The Great Speeches and Orations of Daniel Webster eBook

This eBook from the Gutenberg Project consists of approximately 1,778 pages of information about The Great Speeches and Orations of Daniel Webster.

The Great Speeches and Orations of Daniel Webster eBook

This eBook from the Gutenberg Project consists of approximately 1,778 pages of information about The Great Speeches and Orations of Daniel Webster.

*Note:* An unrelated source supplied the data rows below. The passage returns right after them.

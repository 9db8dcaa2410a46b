use std::collections::BTreeMap;

use serde::Serialize;

use crate::gateway::api::{HealthResponse, StatsResponse};

/// Latest server-reported statistics. Replaced wholesale on every successful poll.
#[derive(Debug, Clone, Default, PartialEq, Serialize)]
pub struct StatsSnapshot {
    pub current_counter: Option<u64>,
    pub total_generated: Option<u64>,
    pub available_gaps: Option<u64>,
    pub average_latency_ms: Option<f64>,
    pub sequences_by_site_partition: Option<BTreeMap<String, u64>>,
}

impl From<StatsResponse> for StatsSnapshot {
    fn from(response: StatsResponse) -> Self {
        Self {
            current_counter: response.current_counter,
            total_generated: response.total_generated,
            available_gaps: response.available_gaps,
            average_latency_ms: response.average_latency_ms,
            sequences_by_site_partition: response.sequences_by_site_partition,
        }
    }
}

/// What the health indicator shows.
///
/// `Unreachable` means the poll itself failed; `Unhealthy` means the service answered
/// and reported a problem.
#[derive(Debug, Clone, Default, PartialEq, Serialize)]
#[serde(tag = "state", rename_all = "snake_case")]
pub enum HealthState {
    #[default]
    Unknown,
    Healthy {
        current_counter: Option<u64>,
    },
    Unhealthy {
        current_counter: Option<u64>,
    },
    Unreachable {
        reason: String,
    },
}

impl HealthState {
    pub fn from_response(response: &HealthResponse) -> Self {
        if response.healthy {
            HealthState::Healthy {
                current_counter: response.current_counter,
            }
        } else {
            HealthState::Unhealthy {
                current_counter: response.current_counter,
            }
        }
    }

    pub fn is_unreachable(&self) -> bool {
        matches!(self, HealthState::Unreachable { .. })
    }

    pub fn label(&self) -> String {
        match self {
            HealthState::Unknown => "Checking system health...".to_string(),
            HealthState::Healthy {
                current_counter: Some(counter),
            } => format!("System Healthy • {counter} sequences generated"),
            HealthState::Healthy {
                current_counter: None,
            } => "System Healthy".to_string(),
            HealthState::Unhealthy { .. } => "System Issues Detected".to_string(),
            HealthState::Unreachable { .. } => "Cannot Connect to System".to_string(),
        }
    }
}

#[cfg(test)]
mod tests {
    use super::*;

    #[test]
    fn unhealthy_and_unreachable_are_distinct() {
        let unhealthy = HealthState::from_response(&HealthResponse {
            healthy: false,
            current_counter: Some(4),
            status: Some("DOWN".to_string()),
        });
        let unreachable = HealthState::Unreachable {
            reason: "service unreachable".to_string(),
        };

        assert_ne!(unhealthy, unreachable);
        assert!(!unhealthy.is_unreachable());
        assert!(unreachable.is_unreachable());
        assert_eq!(unhealthy.label(), "System Issues Detected");
        assert_eq!(unreachable.label(), "Cannot Connect to System");
    }

    #[test]
    fn healthy_label_includes_counter() {
        let healthy = HealthState::from_response(&HealthResponse {
            healthy: true,
            current_counter: Some(1042),
            status: None,
        });
        assert_eq!(healthy.label(), "System Healthy • 1042 sequences generated");
    }
}
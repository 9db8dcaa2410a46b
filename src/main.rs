use std::io;
use std::sync::Arc;

use tokio::io::{AsyncBufReadExt, BufReader};
use tracing::{info, warn};
use tracing_subscriber::{layer::SubscriberExt, util::SubscriberInitExt};

use sequence_dashboard::console::{Command, Console, Reply, HELP};
use sequence_dashboard::gateway::HttpGateway;
use sequence_dashboard::orchestrator::RESET_PROMPT;
use sequence_dashboard::render::{self, TerminalRenderer};
use sequence_dashboard::scheduler::{PollCadence, Scheduler};
use sequence_dashboard::{Config, DashboardError, DashboardSession};

fn is_yes(answer: Option<&str>) -> bool {
    matches!(
        answer.map(|a| a.trim().to_ascii_lowercase()).as_deref(),
        Some("y" | "yes")
    )
}

#[tokio::main]
async fn main() -> Result<(), DashboardError> {
    // Logs go to stderr so they never interleave with the dashboard on stdout
    tracing_subscriber::registry()
        .with(tracing_subscriber::fmt::layer().with_writer(io::stderr))
        .with(
            tracing_subscriber::EnvFilter::try_from_default_env()
                .unwrap_or_else(|_| tracing_subscriber::EnvFilter::new("info")),
        )
        .init();

    let config = Config::load().await;
    let gateway = HttpGateway::new(&config)?;
    info!(api = gateway.base_url(), "Starting sequence dashboard");

    let session = DashboardSession::new(Arc::new(gateway), &config);
    let renderer = TerminalRenderer::new(io::stdout());
    tokio::spawn(render::run(renderer, session.events().subscribe()));

    let scheduler = Arc::new(Scheduler::new(
        session.clone(),
        PollCadence::from_config(&config),
    ));
    scheduler.start();

    let console = Console::new(session, scheduler.clone());
    println!("{HELP}");

    let mut lines = BufReader::new(tokio::io::stdin()).lines();
    loop {
        let line = tokio::select! {
            line = lines.next_line() => line?,
            _ = tokio::signal::ctrl_c() => {
                info!("Interrupted");
                break;
            }
        };
        let Some(line) = line else {
            break;
        };
        if line.trim().is_empty() {
            continue;
        }

        let command: Command = match line.parse() {
            Ok(command) => command,
            Err(err) => {
                warn!(input = %line.trim(), "{err}");
                continue;
            }
        };

        // Confirmation is read up front so the orchestrator sees a plain answer
        let confirmed = if command == Command::Reset {
            println!("{RESET_PROMPT} [y/N]");
            let answer = lines.next_line().await?;
            is_yes(answer.as_deref())
        } else {
            false
        };

        match console.execute(command, &move |_: &str| confirmed).await {
            Reply::Continue(output) => {
                for line in output {
                    println!("{line}");
                }
            }
            Reply::Quit => break,
        }
    }

    scheduler.shutdown();
    info!("Dashboard stopped");
    Ok(())
}
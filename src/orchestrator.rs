//! User-triggered operations: generate, release, reset and demo runs.
//!
//! Every action isolates its own failure: the outcome is reported through a
//! notification and already-displayed state is left alone.

use std::time::Duration;

use chrono::Utc;
use tracing::{info, warn};

use crate::events::DashboardEvent;
use crate::gateway::{
    require_identifier, require_path_segment, GatewayError, NextSequenceResponse, Operation,
    ReleaseRequest,
};
use crate::notifications::NotificationLevel;
use crate::scheduler::ScheduledTask;
use crate::session::DashboardSession;
use crate::state::{DemoTrace, LastSequence, SequenceEvent};

/// Pause before re-reading stats after a release, so the new gap is visible.
pub const RELEASE_SETTLE_DELAY: Duration = Duration::from_millis(500);
/// Pause before re-reading stats after a demo run.
pub const DEMO_SETTLE_DELAY: Duration = Duration::from_millis(1000);
pub const DEFAULT_RELEASE_REASON: &str = "manual-release";
pub const RESET_PROMPT: &str =
    "Are you sure you want to reset the entire system? This will clear all sequence data!";

/// Asks the operator to approve a destructive action.
pub trait Confirm {
    fn confirm(&self, prompt: &str) -> bool;
}

impl<F> Confirm for F
where
    F: Fn(&str) -> bool,
{
    fn confirm(&self, prompt: &str) -> bool {
        self(prompt)
    }
}

#[derive(Debug, Clone, Copy, PartialEq, Eq)]
pub enum ResetOutcome {
    Declined,
    Completed,
    Failed,
}

#[derive(Clone)]
pub struct ActionOrchestrator {
    session: DashboardSession,
}

impl ActionOrchestrator {
    pub fn new(session: DashboardSession) -> Self {
        Self { session }
    }

    /// Request the next sequence number and record it locally.
    pub async fn generate(
        &self,
        site_id: &str,
        partition_id: &str,
        invoice_type: &str,
    ) -> Result<SequenceEvent, GatewayError> {
        info!(site = site_id, partition = partition_id, invoice_type, "Generating sequence");

        let result = self.request_sequence(site_id, partition_id, invoice_type).await;
        let (response, sequence_number) = match result {
            Ok(issued) => issued,
            Err(err) => {
                warn!(error = %err, "Sequence generation failed");
                self.session
                    .notify(format!("Error: {}", err.reason()), NotificationLevel::Error);
                return Err(err);
            }
        };

        let event = SequenceEvent {
            sequence_number,
            site_id: response
                .site_id
                .clone()
                .unwrap_or_else(|| site_id.to_string()),
            partition_id: response
                .partition_id
                .clone()
                .unwrap_or_else(|| partition_id.to_string()),
            invoice_type: response
                .invoice_type
                .clone()
                .unwrap_or_else(|| invoice_type.to_string()),
            gap_filled: response.gap_filled,
            timestamp: Utc::now(),
            processing_time_ms: response.processing_time_ms,
        };

        let (history, last_sequence) = self.session.with_state(|state| {
            state.history.push(event.clone());
            state.last_sequence = LastSequence::issued(&event, &response);
            (
                state.history.iter().cloned().collect::<Vec<_>>(),
                state.last_sequence.clone(),
            )
        });

        let events = self.session.events();
        events.publish(DashboardEvent::LastSequenceChanged(last_sequence));
        events.publish(DashboardEvent::HistoryChanged(history));
        self.session.publish_charts();

        info!(
            sequence = sequence_number,
            gap_filled = event.gap_filled,
            "Generated sequence"
        );
        self.session.notify(
            format!("Generated sequence {sequence_number}"),
            NotificationLevel::Success,
        );
        Ok(event)
    }

    async fn request_sequence(
        &self,
        site_id: &str,
        partition_id: &str,
        invoice_type: &str,
    ) -> Result<(NextSequenceResponse, u64), GatewayError> {
        let operation = Operation::NextSequence;
        require_identifier(operation, "siteId", site_id)?;
        require_identifier(operation, "partitionId", partition_id)?;
        require_identifier(operation, "invoiceType", invoice_type)?;

        let response = self
            .session
            .gateway()
            .next_sequence(site_id, partition_id, invoice_type)
            .await?;

        let first = response.sequence_numbers.first().copied();
        match first {
            Some(sequence_number) if response.success => Ok((response, sequence_number)),
            _ => Err(GatewayError::application(
                operation,
                response
                    .error
                    .clone()
                    .unwrap_or_else(|| "Failed to generate sequence".to_string()),
            )),
        }
    }

    /// Release a sequence number back to the gap pool. Never propagates failure.
    pub async fn release(
        &self,
        sequence_number: u64,
        site_id: &str,
        partition_id: &str,
        reason: &str,
    ) -> bool {
        info!(sequence = sequence_number, reason, "Releasing sequence");
        let request = ReleaseRequest {
            sequence_number,
            site_id: site_id.to_string(),
            partition_id: partition_id.to_string(),
            reason: reason.to_string(),
        };

        match self.request_release(&request).await {
            Ok(()) => {
                self.session.notify(
                    format!("Released sequence {sequence_number}"),
                    NotificationLevel::Warning,
                );
                let session = self.session.clone();
                ScheduledTask::after(RELEASE_SETTLE_DELAY, async move {
                    session.refresh_stats().await;
                });
                true
            }
            Err(err) => {
                warn!(sequence = sequence_number, error = %err, "Release failed");
                self.session.notify(
                    format!("Error releasing sequence: {}", err.reason()),
                    NotificationLevel::Error,
                );
                false
            }
        }
    }

    async fn request_release(&self, request: &ReleaseRequest) -> Result<(), GatewayError> {
        let operation = Operation::Release;
        require_identifier(operation, "siteId", &request.site_id)?;
        require_identifier(operation, "partitionId", &request.partition_id)?;

        let response = self.session.gateway().release(request).await?;
        if !response.success {
            return Err(GatewayError::application(
                operation,
                response
                    .error
                    .or(response.message)
                    .unwrap_or_else(|| "Failed to release sequence".to_string()),
            ));
        }
        Ok(())
    }

    /// Wipe the service's sequence data after the operator confirms.
    pub async fn reset(&self, confirm: &dyn Confirm) -> ResetOutcome {
        if !confirm.confirm(RESET_PROMPT) {
            info!("Reset declined");
            return ResetOutcome::Declined;
        }

        warn!("Resetting sequence service");
        let result = match self.session.gateway().reset().await {
            Ok(response) if response.success => Ok(()),
            Ok(response) => Err(GatewayError::application(
                Operation::Reset,
                response
                    .error
                    .or(response.message)
                    .unwrap_or_else(|| "Reset failed".to_string()),
            )),
            Err(err) => Err(err),
        };

        if let Err(err) = result {
            warn!(error = %err, "Reset failed");
            self.session.notify(
                format!("Reset failed: {}", err.reason()),
                NotificationLevel::Error,
            );
            return ResetOutcome::Failed;
        }

        let last_sequence = self.session.with_state(|state| {
            state.history.clear();
            state.last_sequence = LastSequence::after_reset();
            state.last_sequence.clone()
        });

        let events = self.session.events();
        events.publish(DashboardEvent::HistoryChanged(Vec::new()));
        events.publish(DashboardEvent::LastSequenceChanged(last_sequence));
        self.session.publish_charts();

        let session = self.session.clone();
        tokio::spawn(async move { session.refresh_stats().await });

        self.session
            .notify("System reset successfully", NotificationLevel::Success);
        ResetOutcome::Completed
    }

    /// Run a named demo on the service and trace its steps.
    pub async fn run_demo(&self, demo_type: &str) -> Result<DemoTrace, GatewayError> {
        info!(demo = demo_type, "Running demo");
        self.show_trace(DemoTrace::running(demo_type));

        let result = match require_path_segment(Operation::Demo, "demoType", demo_type) {
            Ok(()) => self.session.gateway().run_demo(demo_type).await,
            Err(err) => Err(err),
        };

        match result {
            Ok(response) => {
                let trace = DemoTrace::completed(demo_type, &response);
                self.show_trace(trace.clone());
                if !response.success {
                    self.session.notify(
                        format!("Demo {} reported failure", response.name),
                        NotificationLevel::Error,
                    );
                }

                let session = self.session.clone();
                ScheduledTask::after(DEMO_SETTLE_DELAY, async move {
                    session.refresh_stats().await;
                });
                Ok(trace)
            }
            Err(err) => {
                warn!(demo = demo_type, error = %err, "Demo failed");
                self.show_trace(DemoTrace::failed(demo_type, &err.reason()));
                self.session.notify(
                    format!("Demo {demo_type} failed: {}", err.reason()),
                    NotificationLevel::Error,
                );
                Err(err)
            }
        }
    }

    fn show_trace(&self, trace: DemoTrace) {
        self.session
            .with_state(|state| state.demo_trace = Some(trace.clone()));
        self.session
            .events()
            .publish(DashboardEvent::DemoTraceChanged(trace));
    }
}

It was in April of this year that the destruction of Scio took place.  That island, a sort of appanage of the Sultana mother, enjoyed many privileges peculiar to itself.  In a population of 130,000 or 140,000, it had no more than 2,000 or 3,000 Turks; indeed, by some accounts, not near as many.  The absence of these ruffian masters had in some degree allowed opportunity for the promotion of knowledge, the accumulation of wealth, and the general cultivation of society.  Here was the seat of modern Greek literature; here were libraries, printing-presses, and other establishments, which indicate some advancement in refinement and knowledge.  Certain of the inhabitants of Samos, it would seem, envious of this comparative happiness of Scio, landed upon the island in an irregular multitude, for the purpose of compelling its inhabitants to make common cause with their countrymen against their oppressors.  These, being joined by the peasantry, marched to the city and drove the Turks into the castle.  The Turkish fleet, lately reinforced from Egypt, happened to be in the neighboring seas, and, learning these events, landed a force on the island of fifteen thousand men.  There was nothing to resist such an army.  These troops immediately entered the city and began an indiscriminate massacre.  The city was fired; and in four days the fire and sword of the Turk rendered the beautiful Scio a clotted mass of blood and ashes.  The details are too shocking to be recited.  Forty thousand women and children, unhappily saved from the general destruction, were afterwards sold in the market of Smyrna, and sent off into distant and hopeless servitude.  Even on the wharves of our own cities, it has been said, have been sold the utensils of those hearths which now exist no longer.  Of the whole population which I have mentioned, not above nine hundred persons were left living upon the island.  I will only repeat, Sir, that these tragical scenes were as fully known at the Congress of Verona, as they are now known to us; and it is not too much to call on the powers that constituted that congress, in the name of conscience and in the name of humanity, to tell us if there be nothing even in these unparalleled excesses of Turkish barbarity to excite a sentiment of compassion; nothing which they regard as so objectionable as even the very idea of popular resistance to power.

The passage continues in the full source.